Madrid view: the Chinese don’t play chess


In his recent, monumental book ¨On China,¨ which consists of 608 pages, Henry Kissinger, offers us the key to understanding the strategic thinking of the Chinese. To do so makes it unnecessary for one to learn Mandarin or to read the 608 pages. Thanks to Doctor Kissinger, understanding the complexities of the Chinese mindset is now available to the whole world.

The secret, informs Kissinger, is in the Chinese board game ¨Go,¨ also called ¨weiqi¨ in Chinese and ¨igo¨ in Japanese, a game with more than 2,600 years of history. The game is of a devilish complexity which consists of 180 identical tokens that move along 361 squares (details here). Of course, there is also an online version.

The West’s strategic thinking, says Kissinger, is dominated by chess, where the goal is to obtain control of the center of the chess board and from there attack with all might the opponent’s King until overthrowing him. However, in the weiqi game, the goal is to surround the opponent, prevent him from moving and limit his movements. The game is so complicated, states Kissinger, that it is sometimes difficult to know how is winning and who is losing.  Armed with this genius discovery, Kissinger explains to us with absolute coherence Mao´s foreign policy and communist China, from the conflicts for the straits near China to the Korean war, etc.

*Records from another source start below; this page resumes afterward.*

//! Fleetwatch CLI
//!
//! Thin harness around the engine: loads configuration, seeds the fleet, and
//! either prints the current views or drives simulated activity through the
//! normal producer operations.

use anyhow::Result;
use clap::{Parser, Subcommand};
use fleetwatch_core::{FleetConfig, FleetEngine};
use std::path::PathBuf;
use std::sync::Arc;
use tracing::{debug, Level};
use tracing_subscriber::EnvFilter;

mod cli;

#[derive(Parser)]
#[command(name = "fleetwatch")]
#[command(about = "Fleet telemetry and coordination-graph engine", long_about = None)]
#[command(version)]
struct Cli {
    #[command(subcommand)]
    command: Commands,

    /// Set log level
    #[arg(short, long, default_value = "info")]
    log_level: String,

    /// Configuration file (defaults are used when it does not exist)
    #[arg(long, env = "FLEETWATCH_CONFIG")]
    config: Option<PathBuf>,
}

#[derive(Subcommand)]
enum Commands {
    /// Print the dashboard summary for the seeded fleet
    Summary,

    /// Drive random activity through the engine, then print fleet views
    Simulate {
        /// Number of update rounds per agent
        #[arg(long, default_value = "20")]
        ticks: u32,

        /// Delay between rounds
        #[arg(long, default_value = "50")]
        interval_ms: u64,

        /// Seed for reproducible runs
        #[arg(long)]
        seed: Option<u64>,
    },

    /// Write the default configuration file
    InitConfig {
        /// Destination path
        path: Option<PathBuf>,
    },
}

#[tokio::main]
async fn main() -> Result<()> {
    let cli = Cli::parse();

    let level = match cli.log_level.as_str() {
        "trace" => Level::TRACE,
        "debug" => Level::DEBUG,
        "info" => Level::INFO,
        "warn" => Level::WARN,
        "error" => Level::ERROR,
        _ => Level::INFO,
    };

    let filter = EnvFilter::new(format!(
        "fleetwatch={level},fleetwatch_core={level}",
        level = level.as_str().to_lowercase()
    ));

    tracing_subscriber::fmt()
        .with_env_filter(filter)
        .with_target(false)
        .with_writer(std::io::stderr) // Write logs to stderr, not stdout
        .init();

    debug!("Fleetwatch v{} starting...", env!("CARGO_PKG_VERSION"));

    let config_path = cli.config.unwrap_or_else(FleetConfig::default_path);

    match cli.command {
        Commands::Summary => {
            let config = FleetConfig::load(&config_path)?;
            let engine = FleetEngine::from_config(&config)?;
            cli::print_json(&engine.dashboard_summary()?)?;
        }
        Commands::Simulate {
            ticks,
            interval_ms,
            seed,
        } => {
            let config = FleetConfig::load(&config_path)?;
            let engine = Arc::new(FleetEngine::from_config(&config)?);
            let options = cli::simulate::SimulationOptions {
                ticks,
                interval: std::time::Duration::from_millis(interval_ms),
                seed: seed.unwrap_or_else(rand::random),
            };
            cli::simulate::run(engine.clone(), options).await?;

            cli::print_json(&engine.dashboard_summary()?)?;
            cli::print_json(&engine.workload_distribution()?)?;
            cli::print_json(&engine.coordination_efficiency()?)?;
        }
        Commands::InitConfig { path } => {
            let path = path.unwrap_or(config_path);
            if path.exists() {
                anyhow::bail!("Refusing to overwrite existing config: {}", path.display());
            }
            FleetConfig::default().save(&path)?;
            println!("Wrote default configuration to {}", path.display());
        }
    }

    Ok(())
}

The metaphor is fascinating but at the same time also creates suspicions. First, because one thing is being a realist in international relations and another thing is thinking, as Kissinger does, that all of China’s interests have been unchanging in the last thousand years and that foreign policy has stayed the same while the communist ideology has not played a role in Chinese politics. Second, it is difficult to accept that all people think and operate mentally in mindsets that are radically different just because of their culture or ethnicity and that there exist different types of rationalities (Western, Confucian, etc.). Edward Said, in his work ¨Orientalism,¨ showed us how and with what disastrous effects the West constructed the ¨Arabic¨ and the ¨Arabic¨ as culturally and mentally different (exotic, sensual, untrustworthy, etc.).

Therefore, going a little further, I’ve discovered that there are fundamental suspicions that all of this weiqi history could be an urban legend. The first reason is due to the reference that appears in a report published in July 2002 and presented by the Secretary of Defense to the American Congress on ¨The military power of the People’s Republic of China¨ which confirms that the Chinese strategic thinking is different to the American strategic thinking. This statement uses as proof for its argument the ¨shi¨ concept designed by Sun Tzuand his references to the weiqi game. The author of this official report is unknown but in May 2004, Daniel Lei, a professor at the US Air War College published a paper with the title ¨Learning from stones: A Go approach to Mastering China’s strategic Concept, Shi¨ where he sketches the details of the weiqi thesis. Given the institutional affiliation and the fact that Lei has been giving conferences and seminars on this topic during the last couple of years, it is safe to assume that Lei was also the author behind the Pentagon report. Lei has also been fascinated by Kissinger’s work, who refers to Kissinger’s thesis in an article published in Newsweek in November 2004. Since then, according to the Wall Street Journal (¨What kind of game is China playing?¨), Lei has not done anything else except give seminars and conferences in the majority of American military centres, becoming a sort of celebrity on China’s strategic thinking.

The doubts concerning Kissinger’s thesis have also even been expressed by The Economist, which criticised Kissinger’s book and its analysis on China’s strategic thinking in its article ¨No Go¨ published in May 2011. Furthermore, Charles Rowley, a professor of Economics at the George Mason University, demonstrates exact quotes which reveal that Mao used to adore playing chess and spoke of ¨sacrificing chessmen¨ during the China-India war. And for all the historians and analysts, the millions of dead and Mao’s terror regime which consisted of the ¨Great Leap Forward¨ and the ¨Cultural Revolution,¨ are a good example of how Confucian wisdom does not exactly fit in the picture.

In Apocalypse Now, Robert Duvall made his the cultural explications when he shouted to his soldiers: ¨Charlie does not surf!¨ What do the readers think? Do you think the Chinese think differently from us? Or is Kissinger the one that does not surf?